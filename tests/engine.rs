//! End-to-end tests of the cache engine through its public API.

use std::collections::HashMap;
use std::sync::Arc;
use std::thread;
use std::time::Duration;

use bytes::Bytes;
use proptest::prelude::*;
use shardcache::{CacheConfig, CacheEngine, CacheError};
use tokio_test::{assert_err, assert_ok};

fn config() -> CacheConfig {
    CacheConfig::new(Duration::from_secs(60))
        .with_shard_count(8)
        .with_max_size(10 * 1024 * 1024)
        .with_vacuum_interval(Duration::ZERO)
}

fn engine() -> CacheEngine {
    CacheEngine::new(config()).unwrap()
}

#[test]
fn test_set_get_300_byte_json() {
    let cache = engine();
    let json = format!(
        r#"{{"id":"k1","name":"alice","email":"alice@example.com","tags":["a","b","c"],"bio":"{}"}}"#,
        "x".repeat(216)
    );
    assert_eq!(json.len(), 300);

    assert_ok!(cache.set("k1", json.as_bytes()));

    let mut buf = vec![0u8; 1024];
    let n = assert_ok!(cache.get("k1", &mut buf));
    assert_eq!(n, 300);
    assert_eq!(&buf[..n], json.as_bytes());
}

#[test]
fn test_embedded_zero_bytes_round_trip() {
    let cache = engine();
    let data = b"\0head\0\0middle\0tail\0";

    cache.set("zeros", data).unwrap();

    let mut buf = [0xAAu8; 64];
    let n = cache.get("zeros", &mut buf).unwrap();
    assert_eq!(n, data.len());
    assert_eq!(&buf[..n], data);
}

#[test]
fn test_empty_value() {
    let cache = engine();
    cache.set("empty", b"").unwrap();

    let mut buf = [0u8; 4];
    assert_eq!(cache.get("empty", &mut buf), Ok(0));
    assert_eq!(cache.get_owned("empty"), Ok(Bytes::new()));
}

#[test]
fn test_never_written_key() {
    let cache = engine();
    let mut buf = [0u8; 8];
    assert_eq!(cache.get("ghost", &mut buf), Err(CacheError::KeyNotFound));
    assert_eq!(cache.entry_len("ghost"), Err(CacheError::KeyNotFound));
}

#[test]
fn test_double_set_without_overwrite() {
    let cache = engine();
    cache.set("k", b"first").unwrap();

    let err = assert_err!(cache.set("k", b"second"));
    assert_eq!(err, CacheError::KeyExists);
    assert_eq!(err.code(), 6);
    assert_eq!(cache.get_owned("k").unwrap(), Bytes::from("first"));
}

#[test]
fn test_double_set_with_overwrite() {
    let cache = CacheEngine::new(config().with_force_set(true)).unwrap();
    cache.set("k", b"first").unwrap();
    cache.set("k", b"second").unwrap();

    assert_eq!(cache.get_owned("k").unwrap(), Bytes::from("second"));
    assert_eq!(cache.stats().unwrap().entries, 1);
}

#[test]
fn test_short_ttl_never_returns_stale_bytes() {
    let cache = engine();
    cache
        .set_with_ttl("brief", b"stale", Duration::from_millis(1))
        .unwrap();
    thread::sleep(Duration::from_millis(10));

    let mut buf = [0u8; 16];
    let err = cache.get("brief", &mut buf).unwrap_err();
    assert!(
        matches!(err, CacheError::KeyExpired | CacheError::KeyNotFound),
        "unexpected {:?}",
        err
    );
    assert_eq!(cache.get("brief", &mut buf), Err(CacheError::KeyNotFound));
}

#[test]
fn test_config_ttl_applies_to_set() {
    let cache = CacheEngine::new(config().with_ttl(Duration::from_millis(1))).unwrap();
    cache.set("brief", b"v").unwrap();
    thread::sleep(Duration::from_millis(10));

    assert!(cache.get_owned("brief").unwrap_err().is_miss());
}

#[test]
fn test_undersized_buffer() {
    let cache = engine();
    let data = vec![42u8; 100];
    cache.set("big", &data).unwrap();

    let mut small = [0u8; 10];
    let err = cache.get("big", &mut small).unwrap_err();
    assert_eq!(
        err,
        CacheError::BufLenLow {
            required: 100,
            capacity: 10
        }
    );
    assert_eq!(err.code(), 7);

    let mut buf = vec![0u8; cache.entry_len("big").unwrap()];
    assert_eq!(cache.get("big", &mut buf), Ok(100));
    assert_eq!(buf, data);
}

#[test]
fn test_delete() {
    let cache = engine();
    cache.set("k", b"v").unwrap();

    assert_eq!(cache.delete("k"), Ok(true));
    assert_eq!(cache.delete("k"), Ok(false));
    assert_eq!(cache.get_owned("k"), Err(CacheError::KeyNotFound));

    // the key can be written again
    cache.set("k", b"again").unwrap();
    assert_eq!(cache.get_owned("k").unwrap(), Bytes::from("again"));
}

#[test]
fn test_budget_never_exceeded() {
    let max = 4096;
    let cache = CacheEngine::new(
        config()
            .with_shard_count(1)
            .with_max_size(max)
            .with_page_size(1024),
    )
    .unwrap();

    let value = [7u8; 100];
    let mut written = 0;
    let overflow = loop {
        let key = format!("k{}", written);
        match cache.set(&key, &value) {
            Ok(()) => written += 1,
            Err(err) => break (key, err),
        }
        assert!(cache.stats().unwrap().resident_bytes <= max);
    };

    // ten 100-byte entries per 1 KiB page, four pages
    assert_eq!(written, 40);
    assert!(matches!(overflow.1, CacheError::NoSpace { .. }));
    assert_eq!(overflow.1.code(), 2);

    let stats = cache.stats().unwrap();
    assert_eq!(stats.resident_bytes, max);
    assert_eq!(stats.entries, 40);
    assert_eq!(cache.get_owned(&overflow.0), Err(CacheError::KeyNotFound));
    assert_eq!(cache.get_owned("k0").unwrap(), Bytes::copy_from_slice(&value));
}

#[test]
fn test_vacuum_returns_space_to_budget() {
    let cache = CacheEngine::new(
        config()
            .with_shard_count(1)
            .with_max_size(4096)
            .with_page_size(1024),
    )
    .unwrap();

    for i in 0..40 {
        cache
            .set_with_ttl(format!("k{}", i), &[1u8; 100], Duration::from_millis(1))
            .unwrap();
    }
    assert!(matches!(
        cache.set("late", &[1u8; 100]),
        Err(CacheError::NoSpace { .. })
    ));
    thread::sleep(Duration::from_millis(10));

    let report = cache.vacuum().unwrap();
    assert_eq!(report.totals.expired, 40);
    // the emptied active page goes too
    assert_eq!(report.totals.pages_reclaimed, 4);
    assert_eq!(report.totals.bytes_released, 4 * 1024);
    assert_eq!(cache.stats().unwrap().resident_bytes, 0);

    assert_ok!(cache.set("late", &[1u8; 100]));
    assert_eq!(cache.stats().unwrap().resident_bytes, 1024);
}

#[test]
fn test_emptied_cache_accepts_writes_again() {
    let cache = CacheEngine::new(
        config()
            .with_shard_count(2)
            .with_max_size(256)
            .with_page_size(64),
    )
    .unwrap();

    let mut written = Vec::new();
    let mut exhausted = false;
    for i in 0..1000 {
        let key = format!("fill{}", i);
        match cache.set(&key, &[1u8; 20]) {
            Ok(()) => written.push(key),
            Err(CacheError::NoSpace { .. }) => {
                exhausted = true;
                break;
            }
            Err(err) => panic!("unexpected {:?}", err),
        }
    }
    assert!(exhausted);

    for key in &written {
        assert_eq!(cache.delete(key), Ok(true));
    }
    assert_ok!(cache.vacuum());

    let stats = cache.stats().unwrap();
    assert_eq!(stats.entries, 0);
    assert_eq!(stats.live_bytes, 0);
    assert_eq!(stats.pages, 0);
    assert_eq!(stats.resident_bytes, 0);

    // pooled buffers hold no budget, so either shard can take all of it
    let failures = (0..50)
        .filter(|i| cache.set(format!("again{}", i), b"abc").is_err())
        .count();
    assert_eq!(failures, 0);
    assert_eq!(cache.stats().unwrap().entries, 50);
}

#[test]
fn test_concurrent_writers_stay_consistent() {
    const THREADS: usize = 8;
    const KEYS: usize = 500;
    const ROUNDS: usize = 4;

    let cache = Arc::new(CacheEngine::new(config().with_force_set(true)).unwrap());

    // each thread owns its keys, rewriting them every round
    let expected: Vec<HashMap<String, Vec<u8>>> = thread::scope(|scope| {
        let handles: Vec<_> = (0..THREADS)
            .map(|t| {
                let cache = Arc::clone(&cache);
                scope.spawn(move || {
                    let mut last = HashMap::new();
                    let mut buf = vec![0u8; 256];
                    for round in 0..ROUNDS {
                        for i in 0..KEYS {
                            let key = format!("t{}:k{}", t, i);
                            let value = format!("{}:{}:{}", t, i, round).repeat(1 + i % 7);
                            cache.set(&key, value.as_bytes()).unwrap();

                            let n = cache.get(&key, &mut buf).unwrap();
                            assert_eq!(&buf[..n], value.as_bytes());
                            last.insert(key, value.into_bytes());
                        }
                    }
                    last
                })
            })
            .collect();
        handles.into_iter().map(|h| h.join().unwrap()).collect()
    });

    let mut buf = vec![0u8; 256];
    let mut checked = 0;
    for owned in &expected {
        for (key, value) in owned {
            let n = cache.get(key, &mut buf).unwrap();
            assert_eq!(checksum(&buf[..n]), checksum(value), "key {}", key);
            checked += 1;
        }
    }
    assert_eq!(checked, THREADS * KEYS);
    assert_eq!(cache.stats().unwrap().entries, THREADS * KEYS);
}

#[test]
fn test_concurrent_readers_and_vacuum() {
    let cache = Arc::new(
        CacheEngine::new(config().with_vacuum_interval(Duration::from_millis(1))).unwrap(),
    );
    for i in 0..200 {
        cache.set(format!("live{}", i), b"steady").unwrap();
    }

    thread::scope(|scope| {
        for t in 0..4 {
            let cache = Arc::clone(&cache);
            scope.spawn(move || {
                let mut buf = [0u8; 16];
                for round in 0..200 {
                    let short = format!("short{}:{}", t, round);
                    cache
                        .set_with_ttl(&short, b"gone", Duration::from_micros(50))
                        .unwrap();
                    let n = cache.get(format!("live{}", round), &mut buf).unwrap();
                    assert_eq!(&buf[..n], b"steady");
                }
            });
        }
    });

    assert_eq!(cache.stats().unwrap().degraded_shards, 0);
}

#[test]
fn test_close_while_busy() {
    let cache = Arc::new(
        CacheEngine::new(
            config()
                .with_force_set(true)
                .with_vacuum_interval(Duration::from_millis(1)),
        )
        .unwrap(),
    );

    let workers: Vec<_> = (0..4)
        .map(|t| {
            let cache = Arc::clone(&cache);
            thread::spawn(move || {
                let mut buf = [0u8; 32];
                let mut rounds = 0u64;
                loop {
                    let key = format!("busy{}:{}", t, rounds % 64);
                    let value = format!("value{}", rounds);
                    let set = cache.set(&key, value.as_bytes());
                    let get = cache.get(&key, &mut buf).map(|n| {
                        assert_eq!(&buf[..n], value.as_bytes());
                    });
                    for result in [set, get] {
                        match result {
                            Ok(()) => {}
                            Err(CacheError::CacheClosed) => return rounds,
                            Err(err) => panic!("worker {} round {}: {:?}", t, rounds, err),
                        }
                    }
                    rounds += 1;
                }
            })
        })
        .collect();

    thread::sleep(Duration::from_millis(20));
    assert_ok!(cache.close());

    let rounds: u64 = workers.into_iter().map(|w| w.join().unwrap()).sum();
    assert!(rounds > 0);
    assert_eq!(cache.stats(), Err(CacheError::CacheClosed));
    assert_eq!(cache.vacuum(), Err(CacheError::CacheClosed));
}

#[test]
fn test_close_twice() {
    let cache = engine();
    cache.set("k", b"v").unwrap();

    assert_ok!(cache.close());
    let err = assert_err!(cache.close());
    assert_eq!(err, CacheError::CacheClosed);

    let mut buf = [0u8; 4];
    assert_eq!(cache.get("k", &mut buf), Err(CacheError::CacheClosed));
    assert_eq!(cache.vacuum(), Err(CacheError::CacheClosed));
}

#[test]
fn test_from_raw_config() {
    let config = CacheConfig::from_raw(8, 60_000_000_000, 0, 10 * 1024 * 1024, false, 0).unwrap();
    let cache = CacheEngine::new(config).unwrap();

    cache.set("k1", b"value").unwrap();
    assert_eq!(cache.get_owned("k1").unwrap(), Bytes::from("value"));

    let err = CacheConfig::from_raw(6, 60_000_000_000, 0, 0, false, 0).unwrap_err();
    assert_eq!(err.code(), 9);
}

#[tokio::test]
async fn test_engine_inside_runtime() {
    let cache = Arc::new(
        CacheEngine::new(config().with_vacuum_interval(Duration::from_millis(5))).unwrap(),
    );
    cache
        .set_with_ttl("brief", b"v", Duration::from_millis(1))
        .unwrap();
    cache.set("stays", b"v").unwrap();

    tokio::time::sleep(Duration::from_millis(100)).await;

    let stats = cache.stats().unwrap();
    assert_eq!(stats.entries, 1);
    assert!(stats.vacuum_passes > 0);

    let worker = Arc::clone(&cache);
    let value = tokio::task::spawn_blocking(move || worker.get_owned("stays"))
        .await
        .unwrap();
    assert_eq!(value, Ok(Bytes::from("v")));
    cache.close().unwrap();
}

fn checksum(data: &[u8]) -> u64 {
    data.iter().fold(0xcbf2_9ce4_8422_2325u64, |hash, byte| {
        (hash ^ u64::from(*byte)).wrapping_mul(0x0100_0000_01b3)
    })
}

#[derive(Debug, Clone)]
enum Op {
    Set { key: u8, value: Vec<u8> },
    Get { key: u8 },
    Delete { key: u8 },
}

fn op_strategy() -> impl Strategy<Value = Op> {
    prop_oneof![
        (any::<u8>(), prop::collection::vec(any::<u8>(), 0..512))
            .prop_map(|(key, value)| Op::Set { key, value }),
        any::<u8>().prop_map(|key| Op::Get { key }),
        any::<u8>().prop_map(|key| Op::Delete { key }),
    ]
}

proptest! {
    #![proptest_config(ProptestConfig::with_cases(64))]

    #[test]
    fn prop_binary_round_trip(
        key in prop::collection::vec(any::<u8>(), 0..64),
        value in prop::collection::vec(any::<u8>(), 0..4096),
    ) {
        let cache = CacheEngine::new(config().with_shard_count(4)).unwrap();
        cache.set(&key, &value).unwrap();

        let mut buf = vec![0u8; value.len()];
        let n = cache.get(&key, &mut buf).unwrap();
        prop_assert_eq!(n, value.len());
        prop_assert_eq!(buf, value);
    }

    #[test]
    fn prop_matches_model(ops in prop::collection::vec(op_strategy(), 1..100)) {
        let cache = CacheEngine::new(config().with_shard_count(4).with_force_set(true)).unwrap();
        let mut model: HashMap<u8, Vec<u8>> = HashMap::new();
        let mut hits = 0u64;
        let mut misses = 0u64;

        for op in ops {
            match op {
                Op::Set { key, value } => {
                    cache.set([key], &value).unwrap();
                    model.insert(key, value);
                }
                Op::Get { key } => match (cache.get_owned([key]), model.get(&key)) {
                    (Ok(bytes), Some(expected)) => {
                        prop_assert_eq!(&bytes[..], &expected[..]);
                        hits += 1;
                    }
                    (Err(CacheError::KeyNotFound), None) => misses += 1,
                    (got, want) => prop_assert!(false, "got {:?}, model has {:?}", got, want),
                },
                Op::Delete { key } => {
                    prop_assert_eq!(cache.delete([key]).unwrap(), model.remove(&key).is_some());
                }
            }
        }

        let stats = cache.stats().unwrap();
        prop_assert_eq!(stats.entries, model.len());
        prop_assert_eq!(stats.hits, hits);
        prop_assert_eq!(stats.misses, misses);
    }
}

* _ACTIVITY_
Which lines of the records contain "tests"? Show each of them.

* _RESULT OF THE EXERCISE_
filename tests/engine.rs
//! End-to-end tests of the cache engine through its public API.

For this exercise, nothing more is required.